Fu a questo punto che lo scienziato e l’attivista iniziarono a scontrarsi. Nella seconda metà degli anni sessanta, Sergej Kovalëv fu fortemente coinvolto, con il suo caratteristico rigore, nel movimento per la difesa dei diritti umani, che non era ancora chiamato movimento “dissidente”. Una volta Gel’fand chiese a Kovalëv: “Lei dice che il sistema è marcio, e che se qualcuno alzasse un dito crollerebbe. Ma si diceva la stessa cosa di Bisanzio!”. Pare che Kovalëv abbia risposto (non di getto, ma durante la discussione): “Ma sì, trecento anni: come scadenza a me va bene!”.
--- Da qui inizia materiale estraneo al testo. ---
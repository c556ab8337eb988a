//! HTTP client wrapper for interacting with Qdrant.

use crate::config::Config;
use crate::index::{IndexError, IndexFilter, IndexMatch, IndexPoint, VectorIndex};
use crate::qdrant::{
    filters::build_index_filter,
    payload::{build_payload, current_timestamp_rfc3339, point_id},
    types::{QdrantError, QueryResponse},
};
use async_trait::async_trait;
use reqwest::{Client, Method, StatusCode};
use serde_json::{Value, json};

/// Lightweight HTTP client for one Qdrant collection.
pub struct QdrantService {
    pub(crate) client: Client,
    pub(crate) base_url: String,
    pub(crate) api_key: Option<String>,
    pub(crate) collection: String,
}

impl QdrantService {
    /// Construct a client for `collection` at `url`.
    pub fn new(
        url: &str,
        api_key: Option<String>,
        collection: impl Into<String>,
    ) -> Result<Self, QdrantError> {
        let client = Client::builder().user_agent("summeryai/0.1").build()?;
        let base_url = normalize_base_url(url).map_err(QdrantError::InvalidUrl)?;
        let collection = collection.into();
        tracing::debug!(
            url = %base_url,
            collection = %collection,
            has_api_key = api_key.as_deref().is_some_and(|value| !value.is_empty()),
            "Initialized Qdrant HTTP client"
        );

        Ok(Self {
            client,
            base_url,
            api_key,
            collection,
        })
    }

    /// Construct a client from the runtime configuration.
    pub fn from_config(config: &Config) -> Result<Self, QdrantError> {
        Self::new(
            &config.qdrant_url,
            config.qdrant_api_key.clone(),
            config.qdrant_collection_name.clone(),
        )
    }

    /// Name of the collection this client writes to.
    pub fn collection(&self) -> &str {
        &self.collection
    }

    /// Create the collection when missing and make sure payload indexes exist.
    pub async fn ensure_collection(&self, vector_size: u64) -> Result<(), QdrantError> {
        self.create_collection_if_not_exists(vector_size).await?;
        self.ensure_payload_indexes().await
    }

    /// Create the collection only when it is missing from Qdrant.
    pub async fn create_collection_if_not_exists(
        &self,
        vector_size: u64,
    ) -> Result<(), QdrantError> {
        if self.collection_exists().await? {
            return Ok(());
        }

        tracing::info!(
            collection = %self.collection,
            vector_size,
            "Creating collection"
        );
        self.create_collection(vector_size).await
    }

    /// Create or update the collection with the specified vector size.
    pub async fn create_collection(&self, vector_size: u64) -> Result<(), QdrantError> {
        let body = json!({
            "vectors": {
                "size": vector_size,
                "distance": "Cosine"
            }
        });

        let response = self
            .request(Method::PUT, &format!("collections/{}", self.collection))?
            .json(&body)
            .send()
            .await?;

        self.ensure_success(response, || {
            tracing::debug!(collection = %self.collection, "Collection ensured/created");
        })
        .await
    }

    /// Ensure payload indexes exist for the fields queries filter on.
    pub async fn ensure_payload_indexes(&self) -> Result<(), QdrantError> {
        let fields: [(&str, &str); 2] = [
            ("upload_session_id", "keyword"),
            ("file_name", "keyword"),
        ];

        for (field, schema) in fields {
            let body = json!({
                "field_name": field,
                "field_schema": schema,
            });

            let response = self
                .request(
                    Method::PUT,
                    &format!("collections/{}/index", self.collection),
                )?
                .json(&body)
                .send()
                .await?;

            if response.status().is_success() {
                tracing::debug!(
                    collection = %self.collection,
                    field,
                    schema,
                    "Payload index ensured"
                );
            } else if response.status() == StatusCode::CONFLICT {
                tracing::debug!(
                    collection = %self.collection,
                    field,
                    schema,
                    "Payload index already exists"
                );
            } else {
                let status = response.status();
                let body = response.text().await.unwrap_or_default();
                let error = QdrantError::UnexpectedStatus { status, body };
                tracing::warn!(collection = %self.collection, field, schema, error = %error, "Failed to ensure payload index");
            }
        }

        Ok(())
    }

    /// Insert or replace a single point, waiting for Qdrant to apply it.
    pub async fn upsert_point(&self, point: &IndexPoint) -> Result<(), QdrantError> {
        let payload = build_payload(&point.id, &point.metadata, &current_timestamp_rfc3339());
        let body = json!({
            "points": [{
                "id": point_id(&point.id).to_string(),
                "vector": point.vector,
                "payload": payload,
            }]
        });

        let response = self
            .request(
                Method::PUT,
                &format!("collections/{}/points", self.collection),
            )?
            .query(&[("wait", true)])
            .json(&body)
            .send()
            .await?;

        self.ensure_success(response, || {
            tracing::debug!(
                collection = %self.collection,
                record_id = %point.id,
                "Point upserted"
            );
        })
        .await
    }

    /// Perform a similarity search, returning scored payloads.
    pub async fn search_points(
        &self,
        vector: Vec<f32>,
        filter: Option<Value>,
        limit: usize,
    ) -> Result<Vec<IndexMatch>, QdrantError> {
        let mut body = json!({
            "query": vector,
            "limit": limit,
            "with_payload": true,
        });
        if let Some(filter_value) = filter {
            body["filter"] = filter_value;
        }

        let response = self
            .request(
                Method::POST,
                &format!("collections/{}/points/query", self.collection),
            )?
            .json(&body)
            .send()
            .await?;

        if !response.status().is_success() {
            let status = response.status();
            let body = response.text().await.unwrap_or_default();
            let error = QdrantError::UnexpectedStatus { status, body };
            tracing::error!(collection = %self.collection, error = %error, "Qdrant search failed");
            return Err(error);
        }

        let payload: QueryResponse = response.json().await?;
        let results = payload
            .result
            .into_points()
            .into_iter()
            .map(|point| {
                let metadata = point.payload.unwrap_or_default();
                IndexMatch {
                    record_id: metadata
                        .get("record_id")
                        .and_then(Value::as_str)
                        .map(str::to_string),
                    score: point.score,
                    metadata,
                }
            })
            .collect();

        Ok(results)
    }

    async fn collection_exists(&self) -> Result<bool, QdrantError> {
        let response = self
            .request(Method::GET, &format!("collections/{}", self.collection))?
            .send()
            .await?;

        match response.status() {
            StatusCode::OK => Ok(true),
            StatusCode::NOT_FOUND => Ok(false),
            status => {
                let body = response.text().await.unwrap_or_default();
                let error = QdrantError::UnexpectedStatus { status, body };
                tracing::error!(collection = %self.collection, error = %error, "Collection existence check failed");
                Err(error)
            }
        }
    }

    fn request(&self, method: Method, path: &str) -> Result<reqwest::RequestBuilder, QdrantError> {
        let url = format_endpoint(&self.base_url, path);
        let mut req = self.client.request(method, url);
        if let Some(api_key) = &self.api_key
            && !api_key.is_empty()
        {
            req = req.header("api-key", api_key);
        }
        Ok(req)
    }

    async fn ensure_success<F>(
        &self,
        response: reqwest::Response,
        on_success: F,
    ) -> Result<(), QdrantError>
    where
        F: FnOnce(),
    {
        if response.status().is_success() {
            on_success();
            Ok(())
        } else {
            let status = response.status();
            let body = response.text().await.unwrap_or_default();
            let error = QdrantError::UnexpectedStatus { status, body };
            tracing::error!(error = %error, "Qdrant request failed");
            Err(error)
        }
    }
}

#[async_trait]
impl VectorIndex for QdrantService {
    async fn upsert(&self, point: IndexPoint) -> Result<(), IndexError> {
        if point.vector.is_empty() {
            return Err(IndexError::InvalidRequest(format!(
                "record {} has an empty vector",
                point.id
            )));
        }
        Ok(self.upsert_point(&point).await?)
    }

    async fn query(
        &self,
        vector: Vec<f32>,
        top_k: usize,
        filter: &IndexFilter,
    ) -> Result<Vec<IndexMatch>, IndexError> {
        Ok(self
            .search_points(vector, build_index_filter(filter), top_k.max(1))
            .await?)
    }
}

fn normalize_base_url(url: &str) -> Result<String, String> {
    let mut parsed = reqwest::Url::parse(url).map_err(|err| err.to_string())?;
    let path = parsed.path().trim_end_matches('/').to_string();
    parsed.set_path(&path);
    Ok(parsed.to_string())
}

fn format_endpoint(base: &str, path: &str) -> String {
    let base = base.trim_end_matches('/');
    let path = path.trim_start_matches('/');
    format!("{base}/{path}")
}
Questa impostazione si è rivelata giusta: il regime è poi caduto in meno di trent’anni, ma solo perché Sergej Adamovič e i suoi amici erano maratoneti che non si aspettavano una vittoria rapida. E al tempo, nel 1969, Sergej Kovalëv e il suo amico Aleksandr Lavut furono costretti a lasciare l’università.

Sergej Adamovič, persona di princìpi solidi, si era unito alla dissidenza nell’autunno del 1968, durante il processo ai manifestanti che avevano protestato contro l’invasione sovietica della Cecoslovacchia. Lui non fu né un capo, né un oratore, né un manifestante: il destino lo condusse quasi naturalmente alla “Cronaca degli avvenimenti correnti”. I primi redattori furono arrestati: dapprima Natalja Gorbanevskaja, che aveva inventato la “Cronaca” nel 1968, poi Il’ja Gabaj. Nonostante gli arresti, per quindici anni la “Cronaca”costituì l’essenza, lo stile e il nucleo del movimento per i diritti umani in Unione Sovietica. I poeti erano stati sostituiti dagli studiosi: Kovalëv ora compilava e curava la “Cronaca” con la sua tipica precisione e meticolosità.

Gli arresti di quelli che il KGB considerava i “leader” e “capi”, le loro confessioni e pentimenti, le intimidazioni nei confronti di coloro che rimanevano in libertà, portarono nel 1972 alla sospensione della pubblicazione della “Cronaca”. Fu ripresa nel 1974, questa volta da persone che si assumevano apertamente la responsabilità della sua distribuzione: Tat’jana Velikanova, Sergej Kovalëv, e Tat’jana Chodorovič. “Responsabilità” non era una parola vuota: nel dicembre 1974, Kovalëv stesso fu arrestato.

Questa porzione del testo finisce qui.